— HOW TO COMPLETE THIS TASK —
The answer must consist of each line below that contains the string "RwLock".
SOURCE DATA START
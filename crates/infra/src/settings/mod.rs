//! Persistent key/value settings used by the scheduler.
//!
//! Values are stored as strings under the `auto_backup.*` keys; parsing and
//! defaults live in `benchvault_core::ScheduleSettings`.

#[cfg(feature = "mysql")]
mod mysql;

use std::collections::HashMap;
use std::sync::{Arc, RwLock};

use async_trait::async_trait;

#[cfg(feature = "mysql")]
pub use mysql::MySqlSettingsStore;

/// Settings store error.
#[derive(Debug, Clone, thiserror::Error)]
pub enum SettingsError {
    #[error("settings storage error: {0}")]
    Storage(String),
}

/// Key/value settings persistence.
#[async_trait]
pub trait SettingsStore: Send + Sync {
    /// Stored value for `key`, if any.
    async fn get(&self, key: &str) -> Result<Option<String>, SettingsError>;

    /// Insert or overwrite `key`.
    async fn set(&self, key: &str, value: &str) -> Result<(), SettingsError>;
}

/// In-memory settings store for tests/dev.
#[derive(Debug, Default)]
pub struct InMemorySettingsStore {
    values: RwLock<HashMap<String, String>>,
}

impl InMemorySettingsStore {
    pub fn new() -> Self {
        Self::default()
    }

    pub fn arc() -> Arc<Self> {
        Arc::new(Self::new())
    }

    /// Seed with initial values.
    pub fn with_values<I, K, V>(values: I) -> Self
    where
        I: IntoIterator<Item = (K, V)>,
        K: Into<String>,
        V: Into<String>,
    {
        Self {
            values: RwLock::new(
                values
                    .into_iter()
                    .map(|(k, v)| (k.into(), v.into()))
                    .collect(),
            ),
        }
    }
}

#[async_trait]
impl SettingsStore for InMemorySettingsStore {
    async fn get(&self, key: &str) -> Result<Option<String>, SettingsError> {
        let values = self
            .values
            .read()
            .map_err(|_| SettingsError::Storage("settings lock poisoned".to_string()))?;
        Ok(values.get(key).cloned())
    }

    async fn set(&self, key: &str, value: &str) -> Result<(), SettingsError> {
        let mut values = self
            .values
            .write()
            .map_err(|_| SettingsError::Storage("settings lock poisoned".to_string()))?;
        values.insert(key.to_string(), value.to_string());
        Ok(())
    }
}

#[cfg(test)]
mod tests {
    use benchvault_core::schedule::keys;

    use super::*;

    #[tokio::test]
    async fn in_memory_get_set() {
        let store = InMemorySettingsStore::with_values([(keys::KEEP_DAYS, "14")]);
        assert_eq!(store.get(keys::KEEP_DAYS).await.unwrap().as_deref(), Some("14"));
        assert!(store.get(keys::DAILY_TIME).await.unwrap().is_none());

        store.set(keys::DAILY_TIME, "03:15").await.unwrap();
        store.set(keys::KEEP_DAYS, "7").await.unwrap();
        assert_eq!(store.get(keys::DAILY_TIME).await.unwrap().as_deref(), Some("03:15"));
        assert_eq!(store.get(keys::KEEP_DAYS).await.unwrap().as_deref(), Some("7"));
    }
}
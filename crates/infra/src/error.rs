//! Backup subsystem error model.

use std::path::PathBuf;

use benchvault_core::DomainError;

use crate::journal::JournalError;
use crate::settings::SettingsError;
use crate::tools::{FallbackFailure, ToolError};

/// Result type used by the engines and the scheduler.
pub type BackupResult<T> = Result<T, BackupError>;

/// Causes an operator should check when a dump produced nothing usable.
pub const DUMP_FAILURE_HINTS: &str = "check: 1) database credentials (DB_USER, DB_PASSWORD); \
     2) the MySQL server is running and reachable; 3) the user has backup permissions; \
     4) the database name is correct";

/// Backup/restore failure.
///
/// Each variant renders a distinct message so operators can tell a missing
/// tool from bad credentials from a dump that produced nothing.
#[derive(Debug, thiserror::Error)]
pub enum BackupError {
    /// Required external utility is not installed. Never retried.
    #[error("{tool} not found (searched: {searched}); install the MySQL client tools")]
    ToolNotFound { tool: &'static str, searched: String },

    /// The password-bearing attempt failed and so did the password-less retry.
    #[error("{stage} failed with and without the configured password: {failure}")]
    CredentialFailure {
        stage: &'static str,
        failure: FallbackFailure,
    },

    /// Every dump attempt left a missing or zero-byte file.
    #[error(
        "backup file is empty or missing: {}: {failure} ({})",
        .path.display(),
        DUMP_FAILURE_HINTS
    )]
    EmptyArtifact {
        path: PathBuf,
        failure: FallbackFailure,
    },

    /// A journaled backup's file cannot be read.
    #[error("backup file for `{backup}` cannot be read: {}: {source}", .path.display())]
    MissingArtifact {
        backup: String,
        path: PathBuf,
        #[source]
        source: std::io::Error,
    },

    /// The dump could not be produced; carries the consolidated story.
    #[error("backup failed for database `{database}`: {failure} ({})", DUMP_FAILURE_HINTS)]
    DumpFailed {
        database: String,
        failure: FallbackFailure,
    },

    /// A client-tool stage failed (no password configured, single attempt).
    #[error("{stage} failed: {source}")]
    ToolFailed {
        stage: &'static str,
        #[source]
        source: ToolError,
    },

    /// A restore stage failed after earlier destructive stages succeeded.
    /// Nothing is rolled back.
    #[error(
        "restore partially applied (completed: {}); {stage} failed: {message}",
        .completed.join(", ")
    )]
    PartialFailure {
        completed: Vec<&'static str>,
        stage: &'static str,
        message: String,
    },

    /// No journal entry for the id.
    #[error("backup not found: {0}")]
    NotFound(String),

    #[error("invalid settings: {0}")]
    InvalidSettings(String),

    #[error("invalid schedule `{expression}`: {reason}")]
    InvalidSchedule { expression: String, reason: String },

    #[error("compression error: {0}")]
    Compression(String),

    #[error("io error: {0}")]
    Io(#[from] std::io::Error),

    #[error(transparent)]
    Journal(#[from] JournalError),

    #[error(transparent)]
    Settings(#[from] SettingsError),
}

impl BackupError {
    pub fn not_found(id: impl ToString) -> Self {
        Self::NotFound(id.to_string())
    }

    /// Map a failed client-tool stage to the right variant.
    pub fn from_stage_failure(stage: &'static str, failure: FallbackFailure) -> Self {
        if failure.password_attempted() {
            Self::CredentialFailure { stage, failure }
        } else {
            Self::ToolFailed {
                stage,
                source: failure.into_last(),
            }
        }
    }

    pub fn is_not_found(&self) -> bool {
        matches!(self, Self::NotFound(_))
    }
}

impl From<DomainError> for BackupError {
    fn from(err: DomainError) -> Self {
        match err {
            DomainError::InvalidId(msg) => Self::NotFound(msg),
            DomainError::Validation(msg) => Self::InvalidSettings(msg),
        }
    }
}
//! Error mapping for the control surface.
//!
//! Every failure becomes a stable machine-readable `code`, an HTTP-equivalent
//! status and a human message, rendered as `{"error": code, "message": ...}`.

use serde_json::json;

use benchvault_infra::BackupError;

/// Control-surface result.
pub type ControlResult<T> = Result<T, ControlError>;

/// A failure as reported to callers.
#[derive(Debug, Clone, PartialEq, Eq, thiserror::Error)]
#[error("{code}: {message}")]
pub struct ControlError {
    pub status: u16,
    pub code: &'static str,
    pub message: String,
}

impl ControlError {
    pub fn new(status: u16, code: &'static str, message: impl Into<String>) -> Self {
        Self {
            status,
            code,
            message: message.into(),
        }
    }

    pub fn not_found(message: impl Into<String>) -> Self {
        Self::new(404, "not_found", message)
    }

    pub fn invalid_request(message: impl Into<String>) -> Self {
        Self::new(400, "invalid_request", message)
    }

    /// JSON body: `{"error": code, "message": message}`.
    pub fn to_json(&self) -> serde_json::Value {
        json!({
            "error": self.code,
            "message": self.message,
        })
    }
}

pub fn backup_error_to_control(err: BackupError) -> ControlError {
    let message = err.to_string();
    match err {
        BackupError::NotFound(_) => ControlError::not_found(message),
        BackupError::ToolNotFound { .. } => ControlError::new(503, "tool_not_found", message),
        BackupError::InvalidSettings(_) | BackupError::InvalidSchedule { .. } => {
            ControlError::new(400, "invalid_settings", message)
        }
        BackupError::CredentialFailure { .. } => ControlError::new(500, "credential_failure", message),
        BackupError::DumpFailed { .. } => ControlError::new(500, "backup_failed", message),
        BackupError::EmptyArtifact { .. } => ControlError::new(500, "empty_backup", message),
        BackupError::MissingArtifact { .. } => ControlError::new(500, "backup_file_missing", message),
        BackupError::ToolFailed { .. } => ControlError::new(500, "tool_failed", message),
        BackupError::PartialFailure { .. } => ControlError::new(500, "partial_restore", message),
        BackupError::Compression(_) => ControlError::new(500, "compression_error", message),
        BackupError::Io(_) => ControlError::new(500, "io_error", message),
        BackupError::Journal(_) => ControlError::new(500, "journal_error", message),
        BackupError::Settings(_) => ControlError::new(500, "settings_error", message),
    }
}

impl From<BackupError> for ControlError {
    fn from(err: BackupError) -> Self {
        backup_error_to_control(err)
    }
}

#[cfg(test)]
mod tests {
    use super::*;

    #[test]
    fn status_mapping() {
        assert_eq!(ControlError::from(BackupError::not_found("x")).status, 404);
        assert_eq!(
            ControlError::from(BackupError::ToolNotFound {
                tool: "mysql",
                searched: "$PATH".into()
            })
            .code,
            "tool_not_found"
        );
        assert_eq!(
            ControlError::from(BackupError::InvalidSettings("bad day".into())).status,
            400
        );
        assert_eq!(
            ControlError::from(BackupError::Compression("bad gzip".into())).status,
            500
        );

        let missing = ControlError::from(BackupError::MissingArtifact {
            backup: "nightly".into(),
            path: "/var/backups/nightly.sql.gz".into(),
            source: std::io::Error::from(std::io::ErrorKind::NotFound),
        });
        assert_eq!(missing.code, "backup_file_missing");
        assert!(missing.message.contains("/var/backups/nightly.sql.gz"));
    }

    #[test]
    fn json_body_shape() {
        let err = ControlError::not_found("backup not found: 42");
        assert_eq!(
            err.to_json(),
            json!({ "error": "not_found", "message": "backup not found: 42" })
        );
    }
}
SOURCE DATA END
— EXERCISE OUTPUT —
use std::sync::{Arc, RwLock};
    values: RwLock<HashMap<String, String>>,
            values: RwLock::new(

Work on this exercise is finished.